Ma chi è il protagonista dell’Eneide? Enea, colui che, in modo troppo sbrigativo, viene definito “il pio Enea”, un guerriero di secondo piano dell’Iliade omerica. Enea è l’eroe che, da Ilio in fiamme, porta in salvo padre e figlio verso un futuro grandioso, lontano dalla Troade, fin sulle coste laziali. Egli ubbidisce alla volontà degli dèi, succube del Fato, nel suo viaggio abbandona la regina cartaginese Didone, anche se la ama. Raggiunge alla fine le coste di Anzio con un solo fine: sposare la figlia di Lavinio e dare vita a una stirpe dalla quale sarebbe scaturito il grande Impero.
La figura di Enea effettivamente è stata sempre sminuita, ridotta a “burattino” delle antiche divinità, quando non è deliberatamente trasformata in una figura patriottica. Per il fascismo, infatti, l’Eneide avrebbe giustificato la necessità di sottomettere i popoli dell’Africa (discorso di Mussolini del 9 maggio 1936).
Nella ricerca di Marcolongo, invece, l’Eneide e il suo protagonista acquistano tutt’altro spessore e immagine. In particolare, riguardo a Enea, l’autrice precisa:
“Mi sono accorta che Enea non mostra nel poema chissà quali gesti emotivi, non perché non ne sia capace. Ma perché non può. La sua non è freddezza né insensibilità. La sua è impotenza."

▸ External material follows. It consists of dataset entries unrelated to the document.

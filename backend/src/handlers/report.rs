//! Reporting handlers for stock, sales, and purchase reports

use axum::{
    extract::{Query, State},
    http::header,
    response::IntoResponse,
    Json,
};
use chrono::NaiveDate;
use serde::Deserialize;

use crate::error::AppResult;
use crate::services::report::{LowStockRow, PurchaseReport, ReportService, SalesReport, StockReport};
use crate::AppState;
use shared::DateRange;

#[derive(Deserialize)]
pub struct ReportQuery {
    pub start_date: Option<String>,
    pub end_date: Option<String>,
}

#[derive(Deserialize)]
pub struct StockReportQuery {
    pub format: Option<String>, // "json" or "csv"
}

#[derive(Deserialize)]
pub struct LowStockQuery {
    pub threshold: Option<i64>,
}

fn range_from_query(query: &ReportQuery) -> DateRange {
    DateRange {
        start: query
            .start_date
            .as_deref()
            .and_then(|s| s.parse().ok())
            .unwrap_or(NaiveDate::from_ymd_opt(2000, 1, 1).unwrap()),
        end: query
            .end_date
            .as_deref()
            .and_then(|s| s.parse().ok())
            .unwrap_or(NaiveDate::from_ymd_opt(2100, 12, 31).unwrap()),
    }
}

/// Get the stock report (JSON, or CSV with ?format=csv)
pub async fn get_stock_report(
    State(state): State<AppState>,
    Query(query): Query<StockReportQuery>,
) -> AppResult<impl IntoResponse> {
    let service = ReportService::new(state.db);
    let report: StockReport = service.stock_report().await?;

    if query.format.as_deref() == Some("csv") {
        let csv = ReportService::export_to_csv(&report.rows)?;
        Ok((
            [
                (header::CONTENT_TYPE, "text/csv"),
                (
                    header::CONTENT_DISPOSITION,
                    "attachment; filename=\"stock_report.csv\"",
                ),
            ],
            csv,
        )
            .into_response())
    } else {
        Ok(Json(report).into_response())
    }
}

/// Get products at or below the low-stock threshold
pub async fn get_low_stock(
    State(state): State<AppState>,
    Query(query): Query<LowStockQuery>,
) -> AppResult<Json<Vec<LowStockRow>>> {
    let threshold = query
        .threshold
        .unwrap_or(state.config.inventory.low_stock_threshold);
    let service = ReportService::new(state.db);
    let rows = service.low_stock(threshold).await?;
    Ok(Json(rows))
}

/// Get the sales report over a date range
pub async fn get_sales_report(
    State(state): State<AppState>,
    Query(query): Query<ReportQuery>,
) -> AppResult<Json<SalesReport>> {
    let range = range_from_query(&query);
    let service = ReportService::new(state.db);
    let report = service.sales_report(&range).await?;
    Ok(Json(report))
}

/// Get the purchase report over a date range
pub async fn get_purchase_report(
    State(state): State<AppState>,
    Query(query): Query<ReportQuery>,
) -> AppResult<Json<PurchaseReport>> {
    let range = range_from_query(&query);
    let service = ReportService::new(state.db);
    let report = service.purchase_report(&range).await?;
    Ok(Json(report))
}
//! Common types used across the platform

use serde::{Deserialize, Serialize};

/// Pagination parameters
#[derive(Debug, Clone, Serialize, Deserialize)]
pub struct Pagination {
    pub page: u32,
    pub per_page: u32,
}

impl Default for Pagination {
    fn default() -> Self {
        Self {
            page: 1,
            per_page: 20,
        }
    }
}

/// Paginated response
#[derive(Debug, Clone, Serialize, Deserialize)]
pub struct PaginatedResponse<T> {
    pub data: Vec<T>,
    pub pagination: PaginationMeta,
}

/// Pagination metadata
#[derive(Debug, Clone, Serialize, Deserialize)]
pub struct PaginationMeta {
    pub page: u32,
    pub per_page: u32,
    pub total_items: u64,
    pub total_pages: u32,
}

/// Date range for queries and reports
#[derive(Debug, Clone, Serialize, Deserialize)]
pub struct DateRange {
    pub start: chrono::NaiveDate,
    pub end: chrono::NaiveDate,
}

Anche noi in questa pandemia abbiamo scoperto la nostra impotenza come Enea di fronte al suo destino. L’autrice costruisce questo parallelismo interessante tra noi uomini di oggi e Enea, uomo dell’antichità.
E ancora:
“Ciò che racconta l’Eneide […] non è la storia di Roma né quella di Enea. È la storia di un uomo. Non dell’uomo antico, bensì dell’uomo contemporaneo – persino dell’uomo futuro […], è la storia dell’essere umano in quanto tale, con tutta la fatica che è richiesta per esserlo, e che tuttavia, combatte, insiste, non desiste, quasi sempre si dissipa per essere l’uomo che è”.
Il saggio offre molti rimandi preziosi: sul tempo augusteo; sulla figura di Virgilio, che nelle Bucoliche e nelle Georgiche si mostra più vero e partecipe rispetto alla celebrazione “tiepida” del potere imperiale; sull’incontro tra il colto mondo greco di Enea e i più rustici popoli italici; sull’esametro dattilico che ha fatto faticare generazioni di studenti. Tutto questo e molto altro in questo saggio che richiede una lettura attenta.